Sans surprise, Podemos a fait le plein de voix dans les villes remportées par les plateformes « indignées » en mai dernier. Il arrive premier en Catalogne (24,7 %), grâce à l’appui décisif d’Ada Colau, la maire de Barcelone, pendant toute la fin de campagne, et au Pays basque.
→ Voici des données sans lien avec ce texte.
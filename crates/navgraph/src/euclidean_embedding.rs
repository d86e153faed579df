//! Precomputed heuristic lower bound
//!
//! A handful of pivot nodes are chosen and the shortest path cost from each
//! pivot to every node is stored. For two nodes `a` and `b` the triangle
//! inequality gives `cost(a, b) >= |d(a, p) - d(b, p)|` for every pivot `p`,
//! which A* uses to raise its distance based estimate without overestimating.
//! Connections are assumed to be symmetric.

use std::cmp::Reverse;
use std::collections::BinaryHeap;

use crate::config::{EmbeddingSettings, PivotSelection};
use crate::graph_node::{NodeArena, NodeIndex};
use crate::pool::ArrayPool;

const UNREACHABLE: u32 = u32::MAX;

/// Pivot distances used to tighten A* heuristics
#[derive(Debug, Clone, Default)]
pub struct EuclideanEmbedding {
    settings: EmbeddingSettings,
    pivots: Vec<NodeIndex>,
    /// Cost from each pivot to every node index
    costs: Vec<Vec<u32>>,
    dirty: bool,
}

impl EuclideanEmbedding {
    /// An embedding that still has to be calculated
    pub fn new(settings: EmbeddingSettings) -> Self {
        let dirty = settings.pivot_selection != PivotSelection::None;
        Self {
            settings,
            pivots: Vec::new(),
            costs: Vec::new(),
            dirty,
        }
    }

    pub fn settings(&self) -> &EmbeddingSettings {
        &self.settings
    }

    pub fn pivots(&self) -> &[NodeIndex] {
        &self.pivots
    }

    /// Marks the stored costs as stale after the graph changed
    pub fn invalidate(&mut self) {
        if self.settings.pivot_selection != PivotSelection::None {
            self.dirty = true;
        }
    }

    pub fn is_dirty(&self) -> bool {
        self.dirty
    }

    /// Lower bound on the cost between two nodes. Zero while stale or disabled.
    pub fn heuristic(&self, a: NodeIndex, b: NodeIndex) -> u32 {
        if self.dirty {
            return 0;
        }
        let mut best = 0;
        for costs in &self.costs {
            let (Some(&da), Some(&db)) = (costs.get(a.as_usize()), costs.get(b.as_usize())) else {
                continue;
            };
            if da == UNREACHABLE || db == UNREACHABLE {
                continue;
            }
            best = best.max(da.abs_diff(db));
        }
        best
    }

    /// Chooses pivots and recomputes their costs over the current nodes
    pub fn recalculate(&mut self, nodes: &NodeArena) {
        self.dirty = false;
        self.pivots.clear();
        self.costs.clear();

        let pool = ArrayPool::<u32>::new();
        match self.settings.pivot_selection {
            PivotSelection::None => return,
            PivotSelection::Custom => {
                for raw in self.settings.custom_pivots.clone() {
                    let index = NodeIndex(raw);
                    match nodes.get_live(index) {
                        Some(node) if node.walkable() => self.add_pivot(nodes, index, &pool),
                        _ => log::warn!("Pivot {raw} is not a walkable node and was ignored"),
                    }
                }
            }
            PivotSelection::SpreadOut => self.select_spread_out(nodes, &pool),
        }
        log::debug!(
            "Recalculated euclidean embedding with {} pivots over {} nodes",
            self.pivots.len(),
            nodes.live_count()
        );
    }

    fn add_pivot(&mut self, nodes: &NodeArena, pivot: NodeIndex, pool: &ArrayPool<u32>) {
        let n = nodes.capacity();
        let mut dist = pool.claim(n);
        dijkstra(nodes, pivot, &mut dist);
        self.pivots.push(pivot);
        self.costs.push(dist[..n].to_vec());
        if let Err(e) = pool.release(dist) {
            log::warn!("{e}");
        }
    }

    /// First walkable node, then repeatedly the node furthest from every
    /// pivot chosen so far
    fn select_spread_out(&mut self, nodes: &NodeArena, pool: &ArrayPool<u32>) {
        let Some(first) = nodes.iter().find(|(_, n)| n.walkable()).map(|(i, _)| i) else {
            return;
        };
        self.add_pivot(nodes, first, pool);

        let n = nodes.capacity();
        let mut closest = pool.claim(n);
        closest[..n].fill(UNREACHABLE);

        while self.pivots.len() < self.settings.pivot_count {
            let Some(latest) = self.costs.last() else { break };
            for (slot, &d) in closest[..n].iter_mut().zip(latest) {
                *slot = (*slot).min(d);
            }

            // Ties go to the lowest index so the choice is reproducible
            let mut best: Option<(u32, NodeIndex)> = None;
            for (index, node) in nodes.iter() {
                let d = closest[index.as_usize()];
                if !node.walkable() || d == UNREACHABLE || d == 0 {
                    continue;
                }
                if best.map_or(true, |(bd, _)| d > bd) {
                    best = Some((d, index));
                }
            }
            let Some((_, next)) = best else { break };
            self.add_pivot(nodes, next, pool);
        }

        if let Err(e) = pool.release(closest) {
            log::warn!("{e}");
        }
    }
}

/// Shortest path cost from `source` to every node over walkable nodes
fn dijkstra(nodes: &NodeArena, source: NodeIndex, dist: &mut [u32]) {
    dist.fill(UNREACHABLE);
    let Some(slot) = dist.get_mut(source.as_usize()) else {
        return;
    };
    *slot = 0;

    let mut open = BinaryHeap::new();
    open.push(Reverse((0u32, source.0)));
    while let Some(Reverse((d, raw))) = open.pop() {
        let index = NodeIndex(raw);
        if d > dist[index.as_usize()] {
            continue;
        }
        let Some(node) = nodes.get_live(index) else { continue };
        for conn in node.connections() {
            if !nodes.get_live(conn.node).is_some_and(|n| n.walkable()) {
                continue;
            }
            let next = d.saturating_add(conn.cost);
            if let Some(slot) = dist.get_mut(conn.node.as_usize()) {
                if next < *slot {
                    *slot = next;
                    open.push(Reverse((next, conn.node.0)));
                }
            }
        }
    }
}

#[cfg(test)]
mod tests {
    use super::*;
    use crate::graph_node::NodeKind;
    use crate::triangle_mesh_node::TriangleMeshNode;
    use navgraph_common::Result;

    /// Nodes in a line, each connection costing 1000 in both directions
    fn line(n: usize) -> Result<(NodeArena, Vec<NodeIndex>)> {
        let mut arena = NodeArena::new();
        let mut nodes = Vec::new();
        for _ in 0..n {
            nodes.push(arena.allocate(NodeKind::Triangle(TriangleMeshNode::new(0, 1, 2)))?);
        }
        for w in nodes.windows(2) {
            arena.add_connection(w[0], w[1], 1000, None)?;
            arena.add_connection(w[1], w[0], 1000, None)?;
        }
        Ok((arena, nodes))
    }

    #[test]
    fn test_disabled_embedding_is_zero() -> Result<()> {
        let (arena, n) = line(3)?;
        let mut embedding = EuclideanEmbedding::default();
        embedding.recalculate(&arena);
        assert!(!embedding.is_dirty());
        assert_eq!(embedding.heuristic(n[0], n[2]), 0);
        Ok(())
    }

    #[test]
    fn test_spread_out_picks_far_ends() -> Result<()> {
        let (arena, n) = line(5)?;
        let mut embedding = EuclideanEmbedding::new(EmbeddingSettings {
            pivot_selection: PivotSelection::SpreadOut,
            pivot_count: 2,
            custom_pivots: Vec::new(),
        });
        assert!(embedding.is_dirty());
        assert_eq!(embedding.heuristic(n[0], n[4]), 0);

        embedding.recalculate(&arena);
        assert_eq!(embedding.pivots(), &[n[0], n[4]]);
        // Exact on a line
        assert_eq!(embedding.heuristic(n[1], n[4]), 3000);
        assert_eq!(embedding.heuristic(n[2], n[2]), 0);
        Ok(())
    }

    #[test]
    fn test_custom_pivots_never_overestimate() -> Result<()> {
        let (mut arena, n) = line(4)?;
        // A shortcut makes the line no longer a line
        arena.add_connection(n[0], n[3], 1500, None)?;
        arena.add_connection(n[3], n[0], 1500, None)?;

        let mut embedding = EuclideanEmbedding::new(EmbeddingSettings {
            pivot_selection: PivotSelection::Custom,
            pivot_count: 0,
            custom_pivots: vec![n[1].0, 999],
        });
        embedding.recalculate(&arena);
        assert_eq!(embedding.pivots(), &[n[1]]);
        assert!(embedding.heuristic(n[0], n[3]) <= 1500);
        assert_eq!(embedding.heuristic(n[1], n[2]), 1000);
        Ok(())
    }

    #[test]
    fn test_invalidate_disables_until_recalculated() -> Result<()> {
        let (arena, n) = line(3)?;
        let mut embedding = EuclideanEmbedding::new(EmbeddingSettings {
            pivot_selection: PivotSelection::Custom,
            pivot_count: 0,
            custom_pivots: vec![n[0].0],
        });
        embedding.recalculate(&arena);
        assert_eq!(embedding.heuristic(n[0], n[2]), 2000);

        embedding.invalidate();
        assert_eq!(embedding.heuristic(n[0], n[2]), 0);
        embedding.recalculate(&arena);
        assert_eq!(embedding.heuristic(n[0], n[2]), 2000);
        Ok(())
    }
}
//! Orientation predicates and closest-point math
//!
//! The integer predicates work on the XZ plane and widen to `i64` before
//! multiplying, so they are exact for any coordinate representable in an
//! [`Int3`]. The float variants are used where results are only consumed as
//! output positions.

use crate::Int3;
use glam::{Vec2, Vec3};

/// Which side of a directed line a point lies on
#[derive(Debug, Clone, Copy, PartialEq, Eq, Hash)]
#[repr(u8)]
pub enum Side {
    Colinear = 0,
    Left = 1,
    Right = 2,
}

impl Side {
    /// Two-bit code used by lookup tables
    #[inline]
    pub fn bits(self) -> u8 {
        self as u8
    }
}

/// Twice the signed area of the triangle `abc` projected on XZ.
/// Negative for clockwise triangles.
#[inline]
pub fn signed_triangle_area_times2_xz(a: Int3, b: Int3, c: Int3) -> i64 {
    (b.x as i64 - a.x as i64) * (c.z as i64 - a.z as i64)
        - (c.x as i64 - a.x as i64) * (b.z as i64 - a.z as i64)
}

/// Side of the line `a -> b` that `p` lies on, seen from above
#[inline]
pub fn side_xz(a: Int3, b: Int3, p: Int3) -> Side {
    let s = signed_triangle_area_times2_xz(a, b, p);
    if s > 0 {
        Side::Left
    } else if s < 0 {
        Side::Right
    } else {
        Side::Colinear
    }
}

#[inline]
pub fn right_xz(a: Int3, b: Int3, p: Int3) -> bool {
    signed_triangle_area_times2_xz(a, b, p) < 0
}

#[inline]
pub fn right_or_colinear_xz(a: Int3, b: Int3, p: Int3) -> bool {
    signed_triangle_area_times2_xz(a, b, p) <= 0
}

/// True if `a, b, c` wind clockwise in the XZ plane
#[inline]
pub fn is_clockwise_xz(a: Int3, b: Int3, c: Int3) -> bool {
    right_xz(a, b, c)
}

#[inline]
pub fn is_clockwise_or_colinear_xz(a: Int3, b: Int3, c: Int3) -> bool {
    right_or_colinear_xz(a, b, c)
}

#[inline]
pub fn is_colinear_xz(a: Int3, b: Int3, c: Int3) -> bool {
    signed_triangle_area_times2_xz(a, b, c) == 0
}

/// Float version of [`signed_triangle_area_times2_xz`]
#[inline]
pub fn signed_triangle_area_times2_xz_f(a: Vec3, b: Vec3, c: Vec3) -> f32 {
    (b.x - a.x) * (c.z - a.z) - (c.x - a.x) * (b.z - a.z)
}

/// Intersection of the infinite lines `start1 -> end1` and `start2 -> end2` on XZ.
///
/// Returns `start1` if the lines are parallel. The y coordinate is interpolated
/// along the first line.
pub fn line_intersection_point_xz(start1: Vec3, end1: Vec3, start2: Vec3, end2: Vec3) -> Vec3 {
    let dir1 = end1 - start1;
    let dir2 = end2 - start2;
    let den = dir2.z * dir1.x - dir2.x * dir1.z;
    if den == 0.0 {
        return start1;
    }
    let nom = dir2.x * (start1.z - start2.z) - dir2.z * (start1.x - start2.x);
    let u = nom / den;
    start1 + dir1 * u
}

/// Parameters along both segments where the infinite lines through them cross.
///
/// Returns `None` for parallel lines. A factor in `[0, 1]` lies on the segment.
pub fn line_intersection_factor_xz(
    start1: Int3,
    end1: Int3,
    start2: Int3,
    end2: Int3,
) -> Option<(f32, f32)> {
    let dir1 = end1 - start1;
    let dir2 = end2 - start2;
    let den = dir2.z as i64 * dir1.x as i64 - dir2.x as i64 * dir1.z as i64;
    if den == 0 {
        return None;
    }
    let nom1 = dir2.x as i64 * (start1.z as i64 - start2.z as i64)
        - dir2.z as i64 * (start1.x as i64 - start2.x as i64);
    let nom2 = dir1.x as i64 * (start1.z as i64 - start2.z as i64)
        - dir1.z as i64 * (start1.x as i64 - start2.x as i64);
    Some((nom1 as f32 / den as f32, nom2 as f32 / den as f32))
}

/// True if the segments `a1 -> b1` and `a2 -> b2` intersect on XZ, endpoints included
pub fn segments_intersect_xz(a1: Int3, b1: Int3, a2: Int3, b2: Int3) -> bool {
    let d1 = side_xz(a2, b2, a1);
    let d2 = side_xz(a2, b2, b1);
    let d3 = side_xz(a1, b1, a2);
    let d4 = side_xz(a1, b1, b2);
    let on_segment = |a: Int3, b: Int3, p: Int3| {
        is_colinear_xz(a, b, p)
            && p.x >= a.x.min(b.x)
            && p.x <= a.x.max(b.x)
            && p.z >= a.z.min(b.z)
            && p.z <= a.z.max(b.z)
    };
    let proper = d1 != Side::Colinear
        && d2 != Side::Colinear
        && d3 != Side::Colinear
        && d4 != Side::Colinear
        && d1 != d2
        && d3 != d4;
    proper
        || on_segment(a2, b2, a1)
        || on_segment(a2, b2, b1)
        || on_segment(a1, b1, a2)
        || on_segment(a1, b1, b2)
}

/// Squared distance between the segments `s1 -> e1` and `s2 -> e2`
pub fn sqr_distance_segment_segment(s1: Vec3, e1: Vec3, s2: Vec3, e2: Vec3) -> f32 {
    let u = e1 - s1;
    let v = e2 - s2;
    let w = s1 - s2;
    let a = u.dot(u);
    let b = u.dot(v);
    let c = v.dot(v);
    let d = u.dot(w);
    let e = v.dot(w);
    let big_d = a * c - b * b;

    let (mut s_n, mut s_d, mut t_n, t_d) = if big_d < 0.000001 {
        // Parallel segments
        (0.0f32, 1.0f32, e, c)
    } else {
        let s_n = b * e - c * d;
        let t_n = a * e - b * d;
        if s_n < 0.0 {
            (0.0, big_d, e, c)
        } else if s_n > big_d {
            (big_d, big_d, e + b, c)
        } else {
            (s_n, big_d, t_n, big_d)
        }
    };

    if t_n < 0.0 {
        t_n = 0.0;
        if -d < 0.0 {
            s_n = 0.0;
        } else if -d > a {
            s_n = s_d;
        } else {
            s_n = -d;
            s_d = a;
        }
    } else if t_n > t_d {
        t_n = t_d;
        if (-d + b) < 0.0 {
            s_n = 0.0;
        } else if (-d + b) > a {
            s_n = s_d;
        } else {
            s_n = -d + b;
            s_d = a;
        }
    }

    let sc = if s_n.abs() < 0.000001 { 0.0 } else { s_n / s_d };
    let tc = if t_n.abs() < 0.000001 { 0.0 } else { t_n / t_d };

    let dp = w + (u * sc) - (v * tc);
    dp.length_squared()
}

/// Closest point to `p` on the segment `a -> b`
pub fn closest_point_on_segment(a: Vec3, b: Vec3, p: Vec3) -> Vec3 {
    let dir = b - a;
    let sqr_len = dir.length_squared();
    if sqr_len <= 0.000001 {
        return a;
    }
    let factor = ((p - a).dot(dir) / sqr_len).clamp(0.0, 1.0);
    a + dir * factor
}

/// Factor along `a -> b` of the point closest to `p`, projected on XZ, unclamped
pub fn closest_point_on_line_factor_xz(a: Vec3, b: Vec3, p: Vec3) -> f32 {
    let dir = Vec2::new(b.x - a.x, b.z - a.z);
    let sqr_len = dir.length_squared();
    if sqr_len <= 0.000001 {
        return 0.0;
    }
    Vec2::new(p.x - a.x, p.z - a.z).dot(dir) / sqr_len
}

/// Closest point to `p` on the triangle `abc`, in 3D
pub fn closest_point_on_triangle(a: Vec3, b: Vec3, c: Vec3, p: Vec3) -> Vec3 {
    let ab = b - a;
    let ac = c - a;
    let ap = p - a;

    let d1 = ab.dot(ap);
    let d2 = ac.dot(ap);
    if d1 <= 0.0 && d2 <= 0.0 {
        return a;
    }

    let bp = p - b;
    let d3 = ab.dot(bp);
    let d4 = ac.dot(bp);
    if d3 >= 0.0 && d4 <= d3 {
        return b;
    }

    let vc = d1 * d4 - d3 * d2;
    if d1 >= 0.0 && d3 <= 0.0 && vc <= 0.0 {
        let v = d1 / (d1 - d3);
        return a + ab * v;
    }

    let cp = p - c;
    let d5 = ab.dot(cp);
    let d6 = ac.dot(cp);
    if d6 >= 0.0 && d5 <= d6 {
        return c;
    }

    let vb = d5 * d2 - d1 * d6;
    if d2 >= 0.0 && d6 <= 0.0 && vb <= 0.0 {
        let w = d2 / (d2 - d6);
        return a + ac * w;
    }

    let va = d3 * d6 - d5 * d4;
    if (d4 - d3) >= 0.0 && (d5 - d6) >= 0.0 && va <= 0.0 {
        let w = (d4 - d3) / ((d4 - d3) + (d5 - d6));
        return b + (c - b) * w;
    }

    let denom = 1.0 / (va + vb + vc);
    let v = vb * denom;
    let w = vc * denom;
    a + ab * v + ac * w
}

/// Closest point to `p` on the triangle `abc` measured on XZ only.
///
/// A point inside the triangle keeps its x and z, with y interpolated on the
/// triangle surface. Outside points snap to the closest edge or vertex.
pub fn closest_point_on_triangle_xz(a: Vec3, b: Vec3, c: Vec3, p: Vec3) -> Vec3 {
    let ab = Vec2::new(b.x - a.x, b.z - a.z);
    let ac = Vec2::new(c.x - a.x, c.z - a.z);
    let ap = Vec2::new(p.x - a.x, p.z - a.z);

    let d1 = ab.dot(ap);
    let d2 = ac.dot(ap);
    if d1 <= 0.0 && d2 <= 0.0 {
        return a;
    }

    let bp = Vec2::new(p.x - b.x, p.z - b.z);
    let d3 = ab.dot(bp);
    let d4 = ac.dot(bp);
    if d3 >= 0.0 && d4 <= d3 {
        return b;
    }

    let vc = d1 * d4 - d3 * d2;
    if d1 >= 0.0 && d3 <= 0.0 && vc <= 0.0 {
        let v = d1 / (d1 - d3);
        return a.lerp(b, v);
    }

    let cp = Vec2::new(p.x - c.x, p.z - c.z);
    let d5 = ab.dot(cp);
    let d6 = ac.dot(cp);
    if d6 >= 0.0 && d5 <= d6 {
        return c;
    }

    let vb = d5 * d2 - d1 * d6;
    if d2 >= 0.0 && d6 <= 0.0 && vb <= 0.0 {
        let w = d2 / (d2 - d6);
        return a.lerp(c, w);
    }

    let va = d3 * d6 - d5 * d4;
    if (d4 - d3) >= 0.0 && (d5 - d6) >= 0.0 && va <= 0.0 {
        let w = (d4 - d3) / ((d4 - d3) + (d5 - d6));
        return b.lerp(c, w);
    }

    let denom = 1.0 / (va + vb + vc);
    let v = vb * denom;
    let w = vc * denom;
    // Keep the query's xz exactly, only the height comes from the surface
    Vec3::new(p.x, (a + (b - a) * v + (c - a) * w).y, p.z)
}

/// Squared distance on the XZ plane
#[inline]
pub fn sqr_distance_xz(a: Vec3, b: Vec3) -> f32 {
    let dx = a.x - b.x;
    let dz = a.z - b.z;
    dx * dx + dz * dz
}

/// Get the next power of 2 greater than or equal to x
#[inline]
pub fn next_pow2(x: usize) -> usize {
    x.max(1).next_power_of_two()
}

#[cfg(test)]
mod tests {
    use super::*;

    #[test]
    fn test_side_xz() {
        let a = Int3::new(0, 0, 0);
        let b = Int3::new(0, 0, 1000);
        assert_eq!(side_xz(a, b, Int3::new(-1000, 0, 500)), Side::Left);
        assert_eq!(side_xz(a, b, Int3::new(1000, 0, 500)), Side::Right);
        assert_eq!(side_xz(a, b, Int3::new(0, 5000, 3000)), Side::Colinear);
    }

    #[test]
    fn test_clockwise_winding() {
        let a = Int3::new(0, 0, 0);
        let b = Int3::new(0, 0, 1000);
        let c = Int3::new(1000, 0, 0);
        assert!(is_clockwise_xz(a, b, c));
        assert!(!is_clockwise_xz(a, c, b));
        assert!(signed_triangle_area_times2_xz(a, b, c) < 0);
    }

    #[test]
    fn test_line_intersection_point() {
        let p = line_intersection_point_xz(
            Vec3::new(0.0, 0.0, 0.0),
            Vec3::new(2.0, 2.0, 0.0),
            Vec3::new(1.0, 0.0, -1.0),
            Vec3::new(1.0, 0.0, 1.0),
        );
        assert!((p - Vec3::new(1.0, 1.0, 0.0)).length() < 1e-5);

        // Parallel lines return the first start point
        let parallel = line_intersection_point_xz(
            Vec3::ZERO,
            Vec3::X,
            Vec3::Z,
            Vec3::new(1.0, 0.0, 1.0),
        );
        assert_eq!(parallel, Vec3::ZERO);
    }

    #[test]
    fn test_line_intersection_factor() {
        let f = line_intersection_factor_xz(
            Int3::new(0, 0, 0),
            Int3::new(2000, 0, 0),
            Int3::new(500, 0, -1000),
            Int3::new(500, 0, 1000),
        );
        let (a, b) = f.unwrap();
        assert!((a - 0.25).abs() < 1e-6);
        assert!((b - 0.5).abs() < 1e-6);
    }

    #[test]
    fn test_segment_distance() {
        let d = sqr_distance_segment_segment(
            Vec3::new(0.0, 0.0, 0.0),
            Vec3::new(1.0, 0.0, 0.0),
            Vec3::new(0.0, 1.0, 0.5),
            Vec3::new(1.0, 1.0, 0.5),
        );
        assert!((d - 1.25).abs() < 1e-5);

        let crossing = sqr_distance_segment_segment(
            Vec3::new(-1.0, 0.0, 0.0),
            Vec3::new(1.0, 0.0, 0.0),
            Vec3::new(0.0, 0.0, -1.0),
            Vec3::new(0.0, 0.0, 1.0),
        );
        assert!(crossing.abs() < 1e-6);
    }

    #[test]
    fn test_closest_point_on_triangle_regions() {
        let a = Vec3::new(0.0, 0.0, 0.0);
        let b = Vec3::new(0.0, 0.0, 1.0);
        let c = Vec3::new(1.0, 0.0, 0.0);

        // Vertex region
        assert_eq!(closest_point_on_triangle(a, b, c, Vec3::new(-1.0, 0.0, -1.0)), a);
        // Inside, projected onto the plane
        let inside = closest_point_on_triangle(a, b, c, Vec3::new(0.2, 3.0, 0.2));
        assert!((inside - Vec3::new(0.2, 0.0, 0.2)).length() < 1e-5);
        // Edge region
        let edge = closest_point_on_triangle(a, b, c, Vec3::new(-1.0, 0.0, 0.5));
        assert!((edge - Vec3::new(0.0, 0.0, 0.5)).length() < 1e-5);
    }

    #[test]
    fn test_closest_point_on_triangle_xz_keeps_inside_xz() {
        let a = Vec3::new(0.0, 0.0, 0.0);
        let b = Vec3::new(0.0, 1.0, 2.0);
        let c = Vec3::new(2.0, 0.0, 0.0);
        let p = Vec3::new(0.5, 10.0, 0.5);
        let q = closest_point_on_triangle_xz(a, b, c, p);
        assert_eq!(q.x, 0.5);
        assert_eq!(q.z, 0.5);
        assert!((q.y - 0.25).abs() < 1e-5);
    }
}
Podemos décroche aussi la deuxième place à Madrid (20,9 %, devant le PSOE), dans la région de Valence (25 %, là encore devant le PSOE) ou encore en Galice (où les « marées » dépassent les 25 %), trois des hauts lieux de l’« indignation ». Il fait aussi un peu mieux que prévu en Andalousie, qui reste toutefois un fief du PSOE (en tête à Séville ou Cadix).



Croisé dans la foule venue écouter Pablo Iglesias dimanche, Faustino, un ingénieur de 32 ans originaire d’Albacete (Castille-La-Manche), reconnaît qu’il est « un peu déçu » par la tournure de la soirée. « Je ne pensais pas que le PSOE serait encore si haut. Il continue à y avoir dans toute une partie de l’Espagne, hors des grandes villes, une résistance au changement. C’est toujours la même histoire des "deux Espagne"… C’est vrai aussi qu’on avait placé la barre haut, et les retours étaient très bons depuis le début de la semaine, sur la dynamique de fin de campagne. »

Pour ce « podemita » (le surnom donné aux sympathisants de Podemos), « on n’en est pas encore à la fin de la séquence politique qui s’est ouverte avec le 15-M [le 15 mai 2011, jour du surgissement des "indignés" – ndlr]. Ce n’est qu’une étape de plus, ce n’est pas la fin de l’histoire. Regardez ce qu’il s’est passé en Grèce : Syriza a dû s’y reprendre à plusieurs fois avant de prendre le pouvoir ». À son bras, comme des centaines de militants autour de lui ce soir, il a noué un ballon gonflable violet, la couleur de Podemos, qui flotte au-dessus de sa tête. D’autres, plus rares, se sont enroulés dans un drapeau de la Seconde République (1931-1936), même si la fin de la monarchie ne figure pas dans le programme de Podemos.

Un peu plus loin, Pablo Muñoz, 22 ans, et son amie ont eux aussi voté Podemos. Étudiant en droit et en sciences politiques à l’université Carlos 3, il se dit, lui, plutôt content des résultats : « Ce qu’il vient de se passer en Catalogne, avec la victoire d’Ada Colau, je crois que c’est très important. » Mais il reconnaît que « les négociations qui viennent vont être très compliquées ». « Podemos risque de s’abîmer, s’il accepte de faire une coalition avec le PSOE », redoute-t-il.